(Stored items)
___
// ============================================================================
//  DOMAIN LAYER
// ============================================================================

//! Core domain layer for formsmith.
//!
//! Pure rendering logic with no I/O. Routers, CSRF providers and error bags
//! are ports defined in the application layer; nothing here calls them.
//!
//! - **config**: defaults table and three-layer option resolution
//! - **identifier**: kebab-case ids from controller, entity and field names
//! - **value_objects**: HTTP method decision table, input types
//! - **validation**: which validation errors a field shows
//! - **markup**: form and input HTML

pub mod config;
pub mod entities;
pub mod error;
pub mod identifier;
pub mod markup;
pub mod validation;
pub mod value_objects;

pub use config::{DEFAULTS, EffectiveOptions, FormConfig, resolve};
pub use entities::{
    BoundEntity, FORM_ONLY_KEYS, FieldDescriptor, FormContext, OptionValue, Options,
    ResolvedRoute, RouteEntry, canonical_key,
};
pub use error::{DomainError, ErrorCategory};
pub use identifier::{ControllerAction, derive_field_id, derive_form_id, kebab_case};
pub use validation::{ErrorPolicy, bag_key};
pub use value_objects::{HttpMethod, InputType, LabelPosition};

#[cfg(test)]
mod tests {
    use super::*;

    // ========================================================================
    // Cross-module scenarios
    // ========================================================================

    #[test]
    fn input_type_names_share_the_identifier_case_rules() {
        for name in ["datetimeLocal", "DatetimeLocal", "datetime_local"] {
            assert_eq!(kebab_case(name), InputType::DatetimeLocal.as_str());
        }
    }

    #[test]
    fn form_context_ids_follow_configuration_switch() {
        let ctx = FormContext::new(
            ResolvedRoute {
                url: "/x".into(),
                method: HttpMethod::infer_from_action("getWithoutRouteName"),
                controller_action: Some("TestController@getWithoutRouteName".into()),
            },
            Some(BoundEntity::named("TestEntity")),
            &Options::new(),
        );

        let on = resolve(&FormConfig::default().with("generate_id", true), None, &Options::new());
        let off = resolve(&FormConfig::default(), None, &Options::new());

        assert_eq!(
            identifier::select_id(None, on.generate_id(), ctx.derived_id()).as_deref(),
            Some("get-without-route-name-test-entity")
        );
        assert_eq!(
            identifier::select_id(None, off.generate_id(), ctx.derived_id()),
            None
        );
    }

    #[test]
    fn method_serializes_as_verb() {
        let json = serde_json::to_string(&HttpMethod::Patch).unwrap();
        assert_eq!(json, "\"PATCH\"");
        let back: HttpMethod = serde_json::from_str("\"delete\"").unwrap();
        assert_eq!(back, HttpMethod::Delete);
    }
}
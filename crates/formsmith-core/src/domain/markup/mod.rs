//! HTML composition. Pure functions from descriptors and effective options to
//! strings; no ports, no state.

pub mod form;
pub mod html;
pub mod input;

pub use form::{CSRF_FIELD, FormTag, METHOD_FIELD, close_form, open_form};
pub use html::{ClassList, Tag, escape_attr, escape_text};
pub use input::render_input;
//! Application configuration.
//!
//! [`AppConfig`] is loaded once at startup and passed down by value.  The
//! CLI layer owns the file and environment handling; the core crate only
//! ever sees the resulting [`FormConfig`].
//!
//! # Resolution order (highest priority first)
//!
//! 1. CLI flags (`--set`, `--routes`; handled at the call-site, not here)
//! 2. Environment variables, `FORMSMITH__RENDER__BOOTSTRAP=true`
//! 3. Config file (`--config`, or the platform config dir)
//! 4. Built-in defaults (always present)
//!
//! ```toml
//! [render]
//! bootstrap = true
//! use_grid = true
//!
//! [session]
//! routes = "routes.toml"
//! csrf_token = "fixed-token"
//!
//! [output]
//! no_color = false
//! ```

use std::path::{Path, PathBuf};

use anyhow::Context as _;
use config::{Config, Environment, File, FileFormat};
use serde::{Deserialize, Serialize};
use tracing::debug;

use formsmith_core::domain::FormConfig;

/// Application configuration.
#[derive(Debug, Clone, Default, Serialize, Deserialize)]
#[serde(default)]
pub struct AppConfig {
    /// Rendering options; a flat map of option keys.
    pub render: FormConfig,
    /// Where the request-scoped collaborators come from.
    pub session: SessionConfig,
    /// Output settings.
    pub output: OutputConfig,
}

#[derive(Debug, Clone, Default, Serialize, Deserialize)]
#[serde(default)]
pub struct SessionConfig {
    /// Route manifest. Relative paths resolve against the working directory.
    pub routes: Option<PathBuf>,
    /// Fixed CSRF token; a random one is generated per run when unset.
    pub csrf_token: Option<String>,
}

#[derive(Debug, Clone, Serialize, Deserialize)]
#[serde(default)]
pub struct OutputConfig {
    pub no_color: bool,
    pub format: String,
}

impl Default for OutputConfig {
    fn default() -> Self {
        Self {
            no_color: false,
            format: "human".into(),
        }
    }
}

impl AppConfig {
    /// Load configuration, layering file and environment over the defaults.
    ///
    /// `config_file` is the path passed via `--config`; it must exist.
    /// Without it the default location is used if present.
    pub fn load(config_file: Option<&PathBuf>) -> anyhow::Result<Self> {
        let (path, required) = match config_file {
            Some(p) => (p.clone(), true),
            None => (Self::config_path(), false),
        };
        Self::load_from(&path, required)
    }

    fn load_from(path: &Path, required: bool) -> anyhow::Result<Self> {
        // `render` is left out of the seed: its keys have two spellings, and a
        // seeded `use_grid` would shadow a file's `use-grid`. `FormConfig`
        // restores its own defaults when deserialised.
        let mut seed =
            serde_json::to_value(AppConfig::default()).context("Failed to seed default config")?;
        if let Some(table) = seed.as_object_mut() {
            table.remove("render");
        }
        let defaults = Config::try_from(&seed).context("Failed to seed default config")?;

        let settings = Config::builder()
            .add_source(defaults)
            .add_source(File::from(path).format(FileFormat::Toml).required(required))
            .add_source(
                Environment::with_prefix("FORMSMITH")
                    .prefix_separator("__")
                    .separator("__")
                    .try_parsing(true),
            )
            .build()
            .with_context(|| format!("Failed to read configuration from '{}'", path.display()))?;

        let config: AppConfig = settings
            .try_deserialize()
            .context("Configuration has an unexpected shape")?;
        config
            .render
            .validate()
            .context("Invalid value under [render]")?;

        debug!(path = %path.display(), "Configuration loaded");
        Ok(config)
    }

    /// Path to the default configuration file.
    ///
    /// Uses `directories::ProjectDirs` for cross-platform correctness,
    /// falling back to `.formsmith.toml` in the current directory.
    pub fn config_path() -> PathBuf {
        directories::ProjectDirs::from("com", "formsmith", "formsmith")
            .map(|d| d.config_dir().join("config.toml"))
            .unwrap_or_else(|| PathBuf::from(".formsmith.toml"))
    }
}
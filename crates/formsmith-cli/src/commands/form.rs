//! `formsmith form` — render a complete form.

use formsmith_core::domain::{BoundEntity, Options};
use tracing::instrument;

use crate::{
    cli::{FieldSpec, FormArgs, GlobalArgs},
    config::AppConfig,
    error::{CliError, CliResult, IntoCli},
    output::OutputManager,
};

#[instrument(skip_all, fields(target = %args.target))]
pub fn execute(
    args: FormArgs,
    global: GlobalArgs,
    config: AppConfig,
    output: OutputManager,
) -> CliResult<()> {
    let mut forms = super::session(&global, config, &args.render)?;

    let entity = entity(&args)?;
    let scope = forms.form(&args.target, entity, &form_options(&args));

    let mut html = scope.opening().to_string();
    for field in &args.fields {
        html.push_str(&render_field(&scope, field)?);
    }
    html.push_str(&scope.close()?);

    output.markup(&html)?;
    Ok(())
}

fn entity(args: &FormArgs) -> CliResult<Option<BoundEntity>> {
    let Some(type_name) = &args.entity else {
        return Ok(None);
    };
    let mut entity = BoundEntity::named(type_name.as_str());
    if let Some(raw) = &args.values {
        let values: serde_json::Value =
            serde_json::from_str(raw).with_cli_context(|| "--values is not valid JSON")?;
        if !values.is_object() {
            return Err(CliError::InvalidInput {
                message: "--values must be a JSON object".into(),
                source: None,
            });
        }
        entity = entity.with_values(values);
    }
    Ok(Some(entity))
}

fn form_options(args: &FormArgs) -> Options {
    let mut options = Options::new();
    if let Some(method) = &args.method {
        options.set("method", method.as_str());
    }
    if let Some(id) = &args.id {
        options.set("id", id.as_str());
    }
    if let Some(class) = &args.class {
        options.set("class", class.as_str());
    }
    if let Some(url) = &args.url {
        options.set("url", url.as_str());
    }
    if args.absolute {
        options.set("absolute", true);
    }
    if args.has_files {
        options.set("has_files", true);
    }
    options
}

fn render_field(forms: &formsmith_core::application::FormBuilder, field: &FieldSpec) -> CliResult<String> {
    let mut options = Options::new();
    if let Some(kind) = &field.kind {
        options.set("type", kind.as_str());
    }
    Ok(forms.input(&field.name, field.label.as_deref(), &options)?)
}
___
▶ **Task item**: Please repeat word for word the lines above that run from the beginning through the line containing "pub mod error;", keeping both the first and that last line.

▶ **Answer box**:
// ============================================================================
//  DOMAIN LAYER
// ============================================================================

//! Core domain layer for formsmith.
//!
//! Pure rendering logic with no I/O. Routers, CSRF providers and error bags
//! are ports defined in the application layer; nothing here calls them.
//!
//! - **config**: defaults table and three-layer option resolution
//! - **identifier**: kebab-case ids from controller, entity and field names
//! - **value_objects**: HTTP method decision table, input types
//! - **validation**: which validation errors a field shows
//! - **markup**: form and input HTML

pub mod config;
pub mod entities;
pub mod error;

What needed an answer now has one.